Rel. CRISTIANO ZANINPrimeira Turmajulgado em 2024-05-20publicado em 2024-05-24
PROCESSUAL
AGRAVO REGIMENTAL NO RECURSO ORDINÁRIO EM HABEAS CORPUS. PROCESSUAL PENAL. PACIENTE PRESO PREVENTIVAMENTE POR SUPOSTA PRÁTICA DO CRIME DE TRÁFICO ILÍCITO DE DROGAS. GARANTIA DA ORDEM PÚBLICA. ART. 312 DO CPP. QUANTIDADE DE DROGA APREENDIDA. CONDENAÇÃO ANTERIOR PELO CRIME DE TRÁFICO, COM INCIDÊNCIA DA CAUSA ESPECIAL DE REDUÇÃO DE PENA (ART. 33, § 4º, DA LEI N. 11.343/2006). REINCIDÊNCIA CARACTERIZADA. AGRAVO IMPROVIDO. I – A jurisprudência do Supremo Tribunal Federal também admite que “a periculosidade do paciente, evidenciada pela acentuada quantidade de droga apreendida e pelo fundado receio de reiteração delitiva” é fundamento idôneo para a decretação de prisão cautelar (HC 126.905/RJ, redator do acórdão Ministro Alexandre de Moraes, Primeira Turma, DJe de 29/8/2017). Outros julgados do STF no mesmo sentido. II – A prisão preventiva pode ter fundamento na reiteração criminosa como violadora da ordem pública, ainda mais quando comprovada a reincidência pelo mesmo delito de tráfico de drogas.
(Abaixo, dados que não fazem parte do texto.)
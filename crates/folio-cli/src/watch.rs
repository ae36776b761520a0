//! `folio watch`: the live dashboard loop.
//!
//! The scheduler starts first and polls analytics on its own timer. Identity
//! and projects load alongside it: identity once, projects up front and again
//! whenever a new location arrives on stdin. Projects feed the scheduler's
//! driver task, and this loop only renders what it publishes.

use std::future::Future;
use std::io::BufRead;
use std::sync::Arc;
use std::time::Duration;

use folio_analytics::{DashboardState, PollingScheduler};
use folio_client::{DashboardClient, ProfileCache, ProfileLoader, ProjectsLoader};
use folio_core::{identity_badge, AppConfig};
use tokio::sync::watch;

use crate::render;

const INITIAL_LOCATION: &str = "/dashboard";

pub(crate) async fn run_watch(config: &AppConfig, interval: Option<u64>) -> anyhow::Result<()> {
    let client = Arc::new(DashboardClient::new(config)?);
    let cache = ProfileCache::new(config.cache_dir.clone());
    let period = interval.map_or_else(|| config.poll_interval(), Duration::from_secs);

    let (location_tx, location_rx) = watch::channel(INITIAL_LOCATION.to_string());
    spawn_navigation_reader(location_tx);

    let shutdown = async {
        if let Err(e) = tokio::signal::ctrl_c().await {
            tracing::warn!(error = %e, "failed to listen for ctrl-c; stopping");
        }
    };

    let final_state = run_dashboard(client, &cache, period, location_rx, shutdown).await;
    println!("Final state:");
    render::print_dashboard(&final_state);
    Ok(())
}

/// Polls until `shutdown` resolves or the scheduler goes away, printing the
/// dashboard after every update, and returns the final state.
///
/// Polling never waits on the identity fetch.
pub(crate) async fn run_dashboard<S>(
    client: Arc<DashboardClient>,
    cache: &ProfileCache,
    period: Duration,
    locations: watch::Receiver<String>,
    shutdown: S,
) -> DashboardState
where
    S: Future<Output = ()>,
{
    tracing::info!(period_secs = period.as_secs(), "starting analytics polling");
    let handle = PollingScheduler::new(Arc::clone(&client))
        .with_period(period)
        .start(DashboardState::default());
    let mut states = handle.subscribe();

    {
        let identity = show_identity(&client, cache);
        tokio::pin!(identity);
        let projects = ProjectsLoader::new(&client);
        let follow = projects.follow_navigation(locations, |digest| handle.apply_projects(digest));
        tokio::pin!(follow);
        tokio::pin!(shutdown);
        let mut identity_pending = true;
        let mut following = true;

        loop {
            tokio::select! {
                () = &mut shutdown => break,
                changed = states.changed() => {
                    if changed.is_err() {
                        break;
                    }
                    let state = states.borrow_and_update().clone();
                    render::print_dashboard(&state);
                }
                () = &mut identity, if identity_pending => {
                    identity_pending = false;
                }
                () = &mut follow, if following => {
                    following = false;
                }
            }
        }
    }

    tracing::info!("stopping analytics polling");
    handle.stop().await
}

/// Paints the cached identity first, then the fresh one if it differs.
async fn show_identity(client: &DashboardClient, cache: &ProfileCache) {
    let cached = cache.load().await;
    if let Some(profile) = &cached {
        render::print_identity(&identity_badge(profile));
    }

    match ProfileLoader::new(client, cache).load().await {
        Ok(profile) if cached.as_ref() != Some(&profile) => {
            render::print_identity(&identity_badge(&profile));
        }
        Ok(_) => {}
        Err(e) => {
            tracing::warn!(kind = %e.kind(), error = %e, "profile fetch failed; keeping cached identity");
        }
    }
}

/// Publishes each non-empty stdin line as the current location from a
/// detached thread, so a pending read never holds up runtime shutdown. End of
/// input drops the sender, which ends the projects follower.
fn spawn_navigation_reader(locations: watch::Sender<String>) {
    std::thread::spawn(move || {
        for line in std::io::stdin().lock().lines() {
            match line {
                Ok(line) => {
                    let location = line.trim();
                    if !location.is_empty() {
                        tracing::debug!(location, "navigation");
                        locations.send_replace(location.to_string());
                    }
                }
                Err(e) => {
                    tracing::warn!(error = %e, "failed to read stdin; navigation disabled");
                    break;
                }
            }
        }
    });
}

#[cfg(test)]
#[path = "watch_test.rs"]
mod tests;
Para fins de acautelamento, não se exige que a reincidência seja específica; leva-se em consideração, sobretudo, o fato de o agente já ter sido anteriormente condenado definitivamente pela prática de outro crime. III – Diferentemente do que sustentado, a incidência da minorante prevista no § 4º do art. 33 da Lei de Drogas não muda a tipificação do crime previsto no caput do art. 33, que continua a ser o de tráfico ilícito de drogas. IV – Prisão preventiva que se encontra devidamente lastreada em um dos requisitos autorizadores descritos no art. 312 do Código Processual Penal, qual seja, para garantir a ordem pública. Com efeito, não é adequada a fixação de outras cautelares alternativas previstas no art. 319 do mesmo Diploma Processual. V – Agravo regimental improvido.